Viziate da una svista «geografica» appaiono, invece, le considerazioni di SCANNICCHIO, Vendite
fuori dei locali dell’impresa, diritto di recesso ed effetti delle direttive comunitarie nei rapporti tra
privati, ibid., 102, il quale, esaminando «l’idea del Conciliatore di Firenze di rinviare la questione a
Bruxelles...» e rilevando come «la considerazione dell’ordinamento interno e di quello comunitario
come un complesso unitario da parte dei giudici ‘‘interni’’, ha cessato di costituire una rarità e
sempre più spesso avviene direttamente senza neanche chiamare in causa la giurisprudenza di
Bruxelles», sembra ignorare che la sede della Corte di giustizia (cui verosimilmente si riferiscono
gli incisi riportati) sia a Lussemburgo e non a Bruxelles.
(9) Così PARDOLESI, in AA.VV., Saggi di diritto privato europeo: persona, proprietà, contratto,
responsabilità civile, privative, Napoli, 1995, 5-6.
(10) A. TIZZANO, La tutela dei privati nei confronti degli Stati membri dell’Unione europea, in
Foro it., 1995, IV, 20.
(11) Foro it., 1996, I, 784, con nostre osservazioni; sul tema, più in generale, v.
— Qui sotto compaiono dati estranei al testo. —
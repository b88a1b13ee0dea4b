
use anyhow::{Context, Result, anyhow};
use async_trait::async_trait;
use std::time::Duration;
use tracing::{debug, error, warn};
use ureq::Agent;

use crate::config::SourceConfig;

/// Outcome of a manifest request
#[derive(Debug, Clone, PartialEq, Eq)]
pub enum ManifestResponse {
    /// The server confirmed the cached copy (matching `etag`) is current
    NotModified,
    Fetched { body: String, etag: Option<String> },
}

/// Remote documentation source: a navigation manifest plus per-page markup
#[async_trait]
pub trait DocsSource: Send + Sync {
    /// Fetch the navigation manifest, conditionally on `etag` when given
    async fn fetch_manifest(&self, etag: Option<&str>) -> Result<ManifestResponse>;

    /// Fetch the raw markup of one page by its source-relative path
    async fn fetch_page(&self, path: &str) -> Result<String>;
}

/// HTTP-backed source with retry logic
#[derive(Debug, Clone)]
pub struct HttpDocsSource {
    agent: Agent,
    config: SourceConfig,
}

impl HttpDocsSource {
    #[inline]
    pub fn new(config: SourceConfig) -> Self {
        let agent = Agent::config_builder()
            .timeout_global(Some(Duration::from_secs(config.timeout_seconds)))
            .user_agent(&config.user_agent)
            .build()
            .into();

        Self { agent, config }
    }

    async fn get(&self, url: String, etag: Option<String>) -> Result<ManifestResponse> {
        let agent = self.agent.clone();
        let max_retries = self.config.max_retries;
        let retry_delay = Duration::from_millis(self.config.retry_delay_ms);

        tokio::task::spawn_blocking(move || {
            get_with_retry(&agent, &url, etag.as_deref(), max_retries, retry_delay)
        })
        .await
        .context("HTTP fetch task failed")?
    }
}

#[async_trait]
impl DocsSource for HttpDocsSource {
    async fn fetch_manifest(&self, etag: Option<&str>) -> Result<ManifestResponse> {
        debug!("Fetching navigation manifest from {}", self.config.manifest_url);
        self.get(self.config.manifest_url.clone(), etag.map(str::to_string))
            .await
            .context("Failed to fetch navigation manifest")
    }

    async fn fetch_page(&self, path: &str) -> Result<String> {
        let url = self.config.content_url(path);
        match self.get(url.clone(), None).await? {
            ManifestResponse::Fetched { body, .. } => Ok(body),
            ManifestResponse::NotModified => Err(anyhow!("Unexpected 304 response for {}", url)),
        }
    }
}

fn get_with_retry(
    agent: &Agent,
    url: &str,
    etag: Option<&str>,
    max_retries: u32,
    retry_delay: Duration,
) -> Result<ManifestResponse> {
    let mut last_error = None;

    for attempt in 0..=max_retries {
        if attempt > 0 {
            let delay = retry_delay * 2u32.saturating_pow(attempt - 1);
            debug!(
                "Retrying request to {} in {:?} (attempt {})",
                url,
                delay,
                attempt + 1
            );
            std::thread::sleep(delay);
        }

        let mut request = agent.get(url);
        if let Some(tag) = etag {
            request = request.header("If-None-Match", tag);
        }

        match request.call() {
            Ok(mut response) => {
                if response.status() == 304 {
                    debug!("{} not modified", url);
                    return Ok(ManifestResponse::NotModified);
                }

                let etag = response
                    .headers()
                    .get("etag")
                    .and_then(|value| value.to_str().ok())
                    .map(str::to_string);
                let body = response
                    .body_mut()
                    .read_to_string()
                    .with_context(|| format!("Failed to read response body from {}", url))?;

                debug!("Fetched {} bytes from {}", body.len(), url);
                return Ok(ManifestResponse::Fetched { body, etag });
            }
            Err(e) if is_retryable(&e) && attempt < max_retries => {
                warn!("Retryable error for {}: {}", url, e);
                last_error = Some(e);
            }
            Err(ureq::Error::StatusCode(status)) => {
                debug!("HTTP request failed with status {}: {}", status, url);
                return Err(anyhow!("HTTP error {} for {}", status, url));
            }
            Err(e) => {
                error!("Request to {} failed: {}", url, e);
                return Err(anyhow::Error::from(e))
                    .with_context(|| format!("Failed to make HTTP request to {}", url));
            }
        }
    }

    Err(last_error.map_or_else(
        || anyhow!("All retry attempts failed for {}", url),
        |e| anyhow!("Request to {} failed after retries: {}", url, e),
    ))
}

/// Transport failures, 5xx and 429 are worth retrying
fn is_retryable(error: &ureq::Error) -> bool {
    match error {
        ureq::Error::StatusCode(status) => *status >= 500 || *status == 429,
        ureq::Error::ConnectionFailed
        | ureq::Error::HostNotFound
        | ureq::Error::Timeout(_)
        | ureq::Error::Io(_) => true,
        _ => false,
    }
}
TESAURO, op. cit.,
203-204.
(12) Sul punto, v. le considerazioni di A. BARONE, in Foro it., 1996, I, 787.
(13) Ci si intende riferire a Corte cost. 21 aprile 1989, n. 232, Foro it., 1990, I, 1855, con nota di L.
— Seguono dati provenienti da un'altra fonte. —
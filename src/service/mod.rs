//! Caller-facing facade: search, reindexing and category views, each
//! returning page metadata with resolved content


use futures::stream::{self, StreamExt};
use serde::Serialize;
use std::sync::Arc;
use tracing::{info, warn};

use crate::{DocsError, Result};
use crate::config::Config;
use crate::docs::content::ContentResolver;
use crate::docs::models::{DocPage, DocumentationStructure};
use crate::docs::source::{DocsSource, HttpDocsSource};
use crate::docs::store::DocumentationStore;
use crate::embeddings::index::IndexSettings;
use crate::embeddings::{Embedder, EmbeddingIndex, OllamaClient, QueryExpander};
use crate::search::SearchOrchestrator;

/// A page together with its resolved text
#[derive(Debug, Clone, PartialEq, Eq, Serialize)]
pub struct ResolvedPage {
    pub title: String,
    pub url: String,
    pub category: String,
    pub section: String,
    pub content: String,
}

#[derive(Debug, Clone, PartialEq, Eq, Serialize)]
pub struct SearchResponse {
    pub results: Vec<ResolvedPage>,
    pub used_vector: bool,
    pub index_size: usize,
}

#[derive(Debug, Clone, Copy, PartialEq, Eq, Serialize)]
pub struct ReindexReport {
    pub pages: usize,
    pub indexed_documents: usize,
    pub cache_cleared: bool,
    pub vector_index_skipped: bool,
    /// No embedder is available, or it failed on every document
    pub vector_search_disabled: bool,
}

/// Category-filtered views over the documentation
#[derive(Debug, Clone, Copy, PartialEq, Eq)]
pub enum CategoryView {
    Examples,
    Guides,
    ApiReference,
}

impl CategoryView {
    pub fn matches(self, category: &str) -> bool {
        let category = category.to_lowercase();
        match self {
            Self::Examples => ["example", "tutorial", "cookbook", "recipe"]
                .iter()
                .any(|needle| category.contains(needle)),
            Self::Guides => category.contains("guide"),
            Self::ApiReference => category.contains("api") || category.contains("reference"),
        }
    }
}

pub struct DocsService {
    orchestrator: SearchOrchestrator,
    resolver: Arc<ContentResolver>,
    default_limit: usize,
    content_concurrency: usize,
}

impl DocsService {
    /// Wire the service against the configured HTTP source and Ollama runtime.
    /// An unreachable embedder leaves vector search disabled for the session.
    pub async fn from_config(config: &Config) -> Result<Self> {
        config.validate()?;

        let source: Arc<dyn DocsSource> = Arc::new(HttpDocsSource::new(config.source.clone()));
        let embedder = match OllamaClient::new(&config.ollama) {
            Ok(client) => {
                let probe = client.clone();
                match tokio::task::spawn_blocking(move || probe.health_check()).await {
                    Ok(Ok(())) => Some(Arc::new(client) as Arc<dyn Embedder>),
                    Ok(Err(e)) => {
                        warn!("Embedding model unavailable, vector search disabled: {:#}", e);
                        None
                    }
                    Err(e) => {
                        warn!("Embedding health check failed to run: {}", e);
                        None
                    }
                }
            }
            Err(e) => {
                warn!("Invalid Ollama configuration, vector search disabled: {:#}", e);
                None
            }
        };

        Ok(Self::new(config, source, embedder))
    }

    pub fn new(
        config: &Config,
        source: Arc<dyn DocsSource>,
        embedder: Option<Arc<dyn Embedder>>,
    ) -> Self {
        let resolver = Arc::new(ContentResolver::new(
            Arc::clone(&source),
            config.search.min_content_length,
        ));

        let index = EmbeddingIndex::new(
            embedder,
            IndexSettings::new(&config.index, &config.cache),
            config.vector_index_path(),
        )
        .with_resolver(Arc::clone(&resolver))
        .with_expander(QueryExpander::with_synonyms(&config.search.synonyms));

        let store = DocumentationStore::new(
            source,
            config.source.clone(),
            &config.cache,
            config.structure_cache_path(),
        )
        .with_index(index.clone());

        Self {
            orchestrator: SearchOrchestrator::new(store, index, &config.search),
            resolver,
            default_limit: config.search.default_limit,
            content_concurrency: config.index.content_concurrency.max(1),
        }
    }

    #[inline]
    pub fn vector_enabled(&self) -> bool {
        self.orchestrator.index().has_embedder()
    }

    pub async fn search(
        &self,
        query: &str,
        category: Option<&str>,
        limit: Option<usize>,
    ) -> Result<SearchResponse> {
        let limit = limit.unwrap_or(self.default_limit);
        let outcome = self.orchestrator.search(query, category, limit).await?;
        let structure = self.orchestrator.store().get_structure().await?;

        Ok(SearchResponse {
            results: self.resolve(&structure, &outcome.results).await,
            used_vector: outcome.used_vector,
            index_size: outcome.index_size,
        })
    }

    /// Rebuild from scratch. `clear_cache` drops the structure cache as well as
    /// the vector index; `skip_vector_index` refreshes pages only.
    pub async fn force_reindex(
        &self,
        clear_cache: bool,
        skip_vector_index: bool,
    ) -> Result<ReindexReport> {
        let store = self.orchestrator.store();
        let index = self.orchestrator.index();

        if clear_cache {
            store.invalidate().await?;
        } else if !skip_vector_index {
            index.invalidate().await?;
        }

        let structure = store.get_structure().await?;
        let mut vector_search_disabled = !index.has_embedder();
        let indexed_documents = if skip_vector_index {
            0
        } else {
            match index.ensure_ready(Arc::clone(&structure)).await {
                Ok(count) => count,
                Err(DocsError::Embedding(e)) => {
                    warn!("Vector index build failed, text search only: {}", e);
                    vector_search_disabled = true;
                    0
                }
                Err(e) => return Err(e),
            }
        };

        if let Err(e) = store.persist().await {
            warn!("Failed to persist resolved page content: {}", e);
        }

        info!(
            "Reindex complete: {} pages, {} indexed documents",
            structure.len(),
            indexed_documents
        );

        Ok(ReindexReport {
            pages: structure.len(),
            indexed_documents,
            cache_cleared: clear_cache,
            vector_index_skipped: skip_vector_index,
            vector_search_disabled,
        })
    }

    pub async fn get_examples(&self, limit: Option<usize>) -> Result<Vec<ResolvedPage>> {
        self.category_view(CategoryView::Examples, limit).await
    }

    pub async fn get_guides(&self, limit: Option<usize>) -> Result<Vec<ResolvedPage>> {
        self.category_view(CategoryView::Guides, limit).await
    }

    pub async fn get_api_reference(&self, limit: Option<usize>) -> Result<Vec<ResolvedPage>> {
        self.category_view(CategoryView::ApiReference, limit).await
    }

    async fn category_view(
        &self,
        view: CategoryView,
        limit: Option<usize>,
    ) -> Result<Vec<ResolvedPage>> {
        let structure = self.orchestrator.store().get_structure().await?;
        let pages: Vec<DocPage> = structure
            .pages
            .iter()
            .filter(|page| view.matches(&page.category))
            .take(limit.unwrap_or(self.default_limit))
            .cloned()
            .collect();

        Ok(self.resolve(&structure, &pages).await)
    }

    /// Resolve content through the snapshot's own pages so it is cached there
    async fn resolve(
        &self,
        structure: &DocumentationStructure,
        pages: &[DocPage],
    ) -> Vec<ResolvedPage> {
        stream::iter(pages)
            .map(|page| async move {
                let canonical = structure
                    .pages
                    .iter()
                    .find(|candidate| candidate.url == page.url)
                    .unwrap_or(page);
                ResolvedPage {
                    title: page.title.clone(),
                    url: page.url.clone(),
                    category: page.category.clone(),
                    section: page.section.clone(),
                    content: self.resolver.fetch_content(canonical).await.to_string(),
                }
            })
            .buffered(self.content_concurrency)
            .collect()
            .await
    }
}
DANIELE, con la quale la corte, per la prima volta trovatasi nella condizione di esercitare la
«riserva» di sindacato sulla costituzionalità del diritto comunitario, ne ha fatto piuttosto (oggetto di)
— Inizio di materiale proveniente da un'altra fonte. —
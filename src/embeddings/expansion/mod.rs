#[cfg(test)]
mod tests;

use std::collections::{BTreeMap, HashMap};

/// Built-in trigger keyword -> expansion terms
const DEFAULT_EXPANSIONS: &[(&str, &[&str])] = &[
    ("voice", &["speech", "audio", "tts", "text-to-speech"]),
    ("speech", &["voice", "audio", "transcription"]),
    ("transcribe", &["transcriber", "speech-to-text", "stt"]),
    ("call", &["phone", "telephony", "calling"]),
    ("phone", &["call", "number", "telephony", "sip"]),
    ("assistant", &["agent", "bot", "ai"]),
    ("agent", &["assistant", "bot"]),
    ("webhook", &["server", "events", "callback", "url"]),
    ("tool", &["function", "tools", "integration"]),
    ("function", &["tool", "function-calling"]),
    ("squad", &["team", "transfer", "multi-assistant"]),
    ("workflow", &["flow", "nodes", "automation"]),
    ("llm", &["model", "openai", "provider"]),
    ("sdk", &["client", "library", "package"]),
    ("api", &["endpoint", "reference", "rest"]),
    ("auth", &["authentication", "api-key", "token"]),
];

/// Expands short queries with related vocabulary before embedding them
#[derive(Debug, Clone, PartialEq, Eq)]
pub struct QueryExpander {
    table: BTreeMap<String, Vec<String>>,
}

impl Default for QueryExpander {
    #[inline]
    fn default() -> Self {
        let table = DEFAULT_EXPANSIONS
            .iter()
            .map(|(trigger, terms)| {
                (
                    (*trigger).to_string(),
                    terms.iter().map(|t| (*t).to_string()).collect(),
                )
            })
            .collect();
        Self { table }
    }
}

impl QueryExpander {
    /// Built-in table with `extra` entries merged in; extra terms are appended
    #[inline]
    pub fn with_synonyms(extra: &HashMap<String, Vec<String>>) -> Self {
        let mut expander = Self::default();
        for (trigger, terms) in extra {
            expander.insert(trigger, terms.iter().map(String::as_str));
        }
        expander
    }

    pub fn insert<'a>(&mut self, trigger: &str, terms: impl IntoIterator<Item = &'a str>) {
        let entry = self.table.entry(trigger.trim().to_lowercase()).or_default();
        for term in terms {
            let term = term.trim().to_lowercase();
            if !term.is_empty() && !entry.contains(&term) {
                entry.push(term);
            }
        }
    }

    /// Terms that `keyword` triggers, if any
    #[inline]
    pub fn terms_for(&self, keyword: &str) -> Option<&[String]> {
        self.table.get(keyword).map(Vec::as_slice)
    }

    /// The query followed by every expansion term it triggers that it does not
    /// already contain. Triggers match whole words or their plural.
    pub fn expand(&self, query: &str) -> String {
        let words: Vec<String> = query
            .split(|c: char| !c.is_alphanumeric() && c != '-')
            .filter(|w| !w.is_empty())
            .map(str::to_lowercase)
            .collect();

        let mut additions: Vec<&str> = Vec::new();
        for word in &words {
            let singular = word.strip_suffix('s').unwrap_or(word);
            let terms = self
                .terms_for(word)
                .or_else(|| self.terms_for(singular))
                .unwrap_or_default();

            for term in terms {
                if !words.contains(term) && !additions.contains(&term.as_str()) {
                    additions.push(term);
                }
            }
        }

        if additions.is_empty() {
            query.to_string()
        } else {
            format!("{} {}", query.trim(), additions.join(" "))
        }
    }
}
una rivendicazione teorica, evitandone poi la concreta applicazione ai fini della decisione. Chiamata
infatti a pronunciarsi sulla compatibilità con l’art. 24 Cost. dell’art. 177 del trattato, quale
disposizione che consente alla Corte di giustizia di limitare l’efficacia ex tunc della dichiarazione di
invalidità di un regolamento comunitario fino al punto di renderla inoperante nel giudizio a quo, la
Consulta, dopo aver riconosciuto l’avvenuto recepimento nell’ordinamento comunitario dei principî
fondamentali comuni agli Stati membri, ha affermato la propria competenza a verificare «attraverso
il controllo di costituzionalità della legge di esecuzione se una qualsiasi norma del trattato, cosi
come essa è interpretata ed applicata dalle istituzioni e dagli organi comunitari, non venga in
contrasto con i principî fondamentali del nostro ordinamento costituzionale o non attenti ai diritti
inalienabili della persona umana. In buona sostanza quel che è sommamente improbabile è pur
sempre possibile; inoltre, va tenuto conto che almeno in linea teorica generale non potrebbe
affermarsi con certezza che tutti i principî fondamentali del nostro ordinamento costituzionale si
ritrovino fra i principî comuni agli ordinamenti degli Stati membri e quindi siano compresi
nell’ordinamento comunitario». Sulla base di tali premesse, la corte, pur avendo riaffermato il
carattere di principio fondamentale del diritto alla tutela giurisdizionale sancito dall’art. 24 Cost. e
la incompatibilità con questo dell’ipotesi di una sentenza emanata in un giudizio incidentale che non
si applichi nel giudizio principale (così contraddicendo sue precedenti decisioni in cui aveva
disposto l’irretroattività piena della pronuncia incidentale di incostituzionalità) ha trovato modo di
dichiarare la questione inammissibile per irrilevanza sul rilievo che la controversia dinanzi al
giudice a quo «non fosse quella che aveva provocato la declaratoria di invalidità pronunciata dalla
Corte di giustizia».
(14) Sul punto cfr. i rilievi di DONATI, op. cit., 188-192.